Fichas do alfabeto
As fichas do alfabeto são úteis a partir dos cinco anos e servem para consolidar o que já se trabalhou a brincar, não para introduzir. Antes dessa idade, uma ficha bem feita rende menos do que cinco minutos de jogo oral, e uma ficha mal feita pode ensinar o contrário do que pretende.
Os quatro tipos que servem
- Ficha de traço. A letra em cinzento claro com uma seta a marcar o ponto de partida e o sentido. Uma só letra por folha, repetida em três tamanhos decrescentes.
- Ficha de discriminação. Uma fila de letras parecidas onde é preciso rodear a que se pede: b d b p b. Trabalha os pares que se confundem.
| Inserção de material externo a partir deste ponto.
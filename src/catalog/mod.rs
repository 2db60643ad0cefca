//! Static clinical lookup tables
//!
//! Three read-only tables seed the whole application:
//! - body region -> selectable symptom names (this module)
//! - symptom name -> candidate diagnosis names ([`diagnoses`])
//! - diagnosis name -> description and remedy text ([`details`])
//!
//! All lookups are case-sensitive exact matches over `'static` data. A miss
//! is a normal outcome, never an error: not every catalog symptom has mapped
//! diagnoses, and not every diagnosis has detail text.

pub mod details;
pub mod diagnoses;

pub use details::{details_for, DEFAULT_DESCRIPTION, DEFAULT_REMEDY};
pub use diagnoses::diagnoses_for;

/// Body regions offered in the symptom checker, in display order.
pub const BODY_REGIONS: &[&str] = &[
    "Abdomen",
    "Arms general",
    "Back",
    "Buttocks & rectum",
    "Chest",
    "Face & Eyes",
    "Forehead & head in general",
    "Foot",
    "Finger",
    "Forearm & elbow",
    "Genitals & groin",
    "Hand & wrist",
    "Hips & hip joint",
    "Hair & scalp",
    "Lateral chest",
    "Legs general",
    "Lower leg & ankle",
    "Mouth & jaw",
    "Nose, ears, throat, & neck",
    "Pelvis",
    "Skin",
    "Thigh & knee",
    "Toes",
];

/// Symptoms selectable for a body region, in display order.
///
/// An unknown region yields an empty slice.
pub fn symptoms_for(region: &str) -> &'static [&'static str] {
    match region {
        "Abdomen" => &[
            "Abdominal pain",
            "Nausea",
            "Heartburn",
            "Bloated",
            "Diarrhea",
            "Vomiting",
            "Stomach burning",
            "Reduced Appetite",
        ],
        "Arms general" => &[
            "Pain in the limbs",
            "Joint pain",
            "Cramps",
            "Muscle stiffness",
            "Muscle pain",
            "Joint Swelling",
            "Joint effusion",
            "Joint redness",
            "Numbness in the arm",
            "Arm swelling/pain",
        ],
        "Back" => &[
            "Back pain",
            "Lower back pain",
            "Pain radiating to the leg",
            "Pain radiating to the arm",
        ],
        "Buttocks & rectum" => &[
            "Diarrhea",
            "Difficult defecation",
            "Hard defecation",
            "Incomplete defecation",
            "Less than 3 defecations per week",
            "Painful defecation",
            "Blood in stool",
            "Pain of the anus",
        ],
        "Chest" => &[
            "Cough",
            "Chest pain",
            "Palpitations",
            "Nausea",
            "Heartburn",
            "Sputum",
            "Night cough",
            "Bloody cough",
            "Breathing related pains",
            "Lump in the breast",
        ],
        "Face & Eyes" => &[
            "Eye redness",
            "Vision impairment",
            "Halo",
            "Itching eyes",
            "Burning eyes",
            "Blurred vision",
            "Oversensitivity to light",
            "Eyelid Swelling",
            "Tears",
            "Face pain",
            "Drooping eyelid",
            "Eye pain",
            "Burning nose",
            "Pain when chewing",
            "Facial paralysis",
            "Cheek swelling",
        ],
        "Forehead & head in general" => &[
            "Headache",
            "Fever",
            "Drowsiness",
            "Tiredness",
            "Nausea",
            "Difficulty to concentrate",
            "Mood swings",
            "Nervousness",
            "Dizziness",
            "Memory gap",
            "Anxiety",
            "Hallucination",
            "Feeling faint",
            "Unconsciousness",
            "Blackening of vision",
        ],
        "Foot" => &[
            "Cold feet",
            "Changes in the nails",
            "Tremor at rest",
            "Tremor on movement",
            "Leg cramps",
            "Tingling",
            "Discolorations of nails",
            "Foot pain",
            "Agitation",
            "Foot swelling",
            "Limited mobility of the ankle",
        ],
        "Finger" => &[
            "Changes in the nails",
            "Tingling",
            "Finger deformity",
            "Finger pain",
            "Finger swelling",
        ],
        "Forearm & elbow" => &["Hand pain", "Arm swelling", "Elbow pain"],
        "Genitals & groin" => &[
            "Increased urine quantity",
            "Frequent urination",
            "Burning sensation when urinating",
            "Dark urine",
            "Painful urination",
            "Testicular pain",
            "Swollen glands in the groin",
            "Swelling of the testicles",
            "Itching or burning in the genital area",
        ],
        "Hand & wrist" => &[
            "Hand swelling",
            "Hand pain",
            "Numbness of the hands",
            "Discoloration of nails",
            "Cold hands",
        ],
        "Hips & hip joint" => &[
            "Pain radiating to the leg",
            "Physical activity pain",
            "Pain in the bones",
            "Bone fracture",
            "Limited mobility of the leg",
            "Hip pain",
            "Hip deformity",
            "Leg pain",
        ],
        "Hair & scalp" => &[
            "Hair loss",
            "Bold area among hair on the head",
            "Flaking skin on the head",
            "Itching on head",
            "Scalp redness",
        ],
        "Lateral chest" => &["Side pain", "Swollen glands in the armpit"],
        "Legs general" => &[
            "Pain in the bones",
            "Bone fracture",
            "Muscle pain",
            "Stress-related leg pain",
            "Joint swelling",
            "Joint effusion",
            "Limited mobility of the leg",
            "Joint instability",
            "Joint redness",
            "Leg redness",
            "Muscle weakness",
            "Enlarged calf",
            "Numbness in the leg",
        ],
        "Lower leg & ankle" => &[
            "Leg ulcer",
            "Feeling of tension in the legs",
            "Leg cramps",
            "Ankle swelling",
            "Limited mobility of the ankle",
            "Ankle deformity",
        ],
        "Mouth & jaw" => &[
            "Lip swelling",
            "Increased thirst",
            "Cravings",
            "Reduced appetite",
            "Mouth ulcers",
            "Difficulty in swallowing",
            "Vomiting",
            "Hiccups",
            "Increased appetite",
            "Mouth pain",
            "Pain on swallowing",
            "Lockjaw",
            "Increased salivation",
            "Dry mouth",
            "Pain when chewing",
            "Facial swelling",
            "Itching in the mouth or throat",
            "Tongue swelling",
            "Tongue burning",
            "Toothache",
        ],
        "Nose, ears, throat, & neck" => &[
            "Hoarseness",
            "Hiccups",
            "Night cough",
            "Neck pain",
            "Swollen glands in the neck",
            "Pain on swallowing",
            "Neck stiffness",
            "Burning nose",
            "Fast, deepened breathing",
        ],
        "Pelvis" => &[
            "Dark urine",
            "Painful urination",
            "Genital warts",
            "Urge to urinate",
            "Decreased urine system",
            "Swelling in the genital area",
        ],
        "Skin" => &[
            "Skin lesion",
            "Skin wheal",
            "Skin redness",
            "Formation of blisters",
            "Non-healing skin wound",
            "Irregular mole",
            "Yellow colored skin",
            "Skin rash",
            "Crusting",
            "Sweating",
            "Cold sweats",
            "Hot flushes",
            "Pallor",
            "Dry skin",
            "Muscle pain",
            "Hardening of the skin",
            "Wound",
            "Flaking skin",
            "Moist skin",
            "Skin thickening",
            "Blue spot",
            "Scar",
        ],
        "Thigh & knee" => &[
            "Feeling of tension in the legs",
            "Leg cramps",
            "Knee pain",
            "Absence of a pulse",
            "Leg pain",
        ],
        "Toes" => &[
            "Joint pain",
            "Changes in the nails",
            "Tingling",
            "Discoloration of nails",
            "Joint redness",
            "Brittleness of nails",
            "Toe deformity",
            "Toe swelling",
        ],
        _ => &[],
    }
}

/// Look up a body region by its 0-based display index.
pub fn region_by_index(index: usize) -> Option<&'static str> {
    BODY_REGIONS.get(index).copied()
}

#[cfg(test)]
mod tests {
    use super::*;

    #[test]
    fn test_region_count() {
        assert_eq!(BODY_REGIONS.len(), 23);
    }

    #[test]
    fn test_every_region_has_symptoms() {
        for region in BODY_REGIONS {
            assert!(
                !symptoms_for(region).is_empty(),
                "region {} has no symptoms",
                region
            );
        }
    }

    #[test]
    fn test_unknown_region_is_empty() {
        assert!(symptoms_for("Gallbladder").is_empty());
        assert!(symptoms_for("").is_empty());
    }

    #[test]
    fn test_lookup_is_case_sensitive() {
        assert!(!symptoms_for("Abdomen").is_empty());
        assert!(symptoms_for("abdomen").is_empty());
    }

    #[test]
    fn test_abdomen_symptom_order() {
        let symptoms = symptoms_for("Abdomen");
        assert_eq!(symptoms[0], "Abdominal pain");
        assert_eq!(symptoms[1], "Nausea");
        assert_eq!(symptoms.len(), 8);
    }

    #[test]
    fn test_symptoms_may_repeat_across_regions() {
        // "Diarrhea" is listed under both Abdomen and Buttocks & rectum.
        assert!(symptoms_for("Abdomen").contains(&"Diarrhea"));
        assert!(symptoms_for("Buttocks & rectum").contains(&"Diarrhea"));
    }

    #[test]
    fn test_region_by_index() {
        assert_eq!(region_by_index(0), Some("Abdomen"));
        assert_eq!(region_by_index(22), Some("Toes"));
        assert_eq!(region_by_index(23), None);
    }
}
//! MediScan - Main CLI Entry Point

use anyhow::Result;
use clap::Parser;
use colored::Colorize;

use mediscan::cli::{Args, Commands, Verbosity};
use mediscan::config::Config;
use mediscan::screens::{App, Display};
use mediscan::{catalog, resolver};

fn main() -> Result<()> {
    let args = Args::parse();

    if args.no_color {
        colored::control::set_override(false);
    }

    let config = match &args.config {
        Some(path) => Config::load_from(path)?,
        None => Config::load()?,
    };

    match &args.command {
        Some(Commands::Check { symptoms, json }) => run_check(symptoms, *json, args.verbosity()),
        Some(Commands::Catalog { region }) => run_catalog(region.as_deref()),
        Some(Commands::Config) => show_config(&config, args.config.is_some()),
        Some(Commands::Start) | None => run_interactive(config, args.verbosity()),
    }
}

/// Start the interactive screen loop. Ctrl-C at any prompt is a quiet exit,
/// not a failure.
fn run_interactive(config: Config, verbosity: Verbosity) -> Result<()> {
    let mut app = App::new(config, verbosity)?;

    match app.run() {
        Ok(()) => Ok(()),
        Err(err) if err.is_interrupt() => {
            println!("{}", "Goodbye!".green());
            Ok(())
        }
        Err(err) => Err(err.into()),
    }
}

/// One-shot diagnosis resolution for scripting.
fn run_check(symptoms: &[String], json: bool, verbosity: Verbosity) -> Result<()> {
    let diagnoses = resolver::resolve(symptoms);

    if json {
        println!("{}", serde_json::to_string_pretty(&diagnoses)?);
        return Ok(());
    }

    let display = Display::new(verbosity);
    if !symptoms.is_empty() {
        display.show_hint("Based on your selected symptoms:");
        for symptom in symptoms {
            display.show_bullet(symptom);
        }
    }

    for diagnosis in &diagnoses {
        display.show_diagnosis(diagnosis);
    }
    println!();
    Ok(())
}

/// List body regions, or the symptoms of one region.
fn run_catalog(region: Option<&str>) -> Result<()> {
    match region {
        None => {
            for region in catalog::BODY_REGIONS {
                println!("{}", region);
            }
            Ok(())
        }
        Some(region) => {
            let symptoms = catalog::symptoms_for(region);
            if symptoms.is_empty() {
                anyhow::bail!("unknown body region: {}", region);
            }
            for symptom in symptoms {
                println!("{}", symptom);
            }
            Ok(())
        }
    }
}

/// Print the resolved configuration and where it came from.
fn show_config(config: &Config, from_override: bool) -> Result<()> {
    if !from_override {
        println!("# {}", Config::config_path()?.display());
    }
    print!("{}", toml::to_string_pretty(config)?);
    Ok(())
}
- Ficha de som inicial. Quatro desenhos e uma letra; há que marcar os que começam por esse som. É a única que trabalha leitura a sério.
- Ficha de correspondência. Unir com uma linha maiúscula e minúscula, ou letra e desenho.
Os erros de conceção mais comuns
- Pôr a letra sem ponto de partida. A criança traça-a como pode e automatiza um movimento que depois será preciso corrigir.
- Usar palavras com a exceção. Uma ficha do c ilustrada com cebola ensina o som menos frequente. Deve ser casa.
- Misturar o nome e o som. Se a ficha diz «a letra eme», a criança decora o nome, que não lhe serve para ler.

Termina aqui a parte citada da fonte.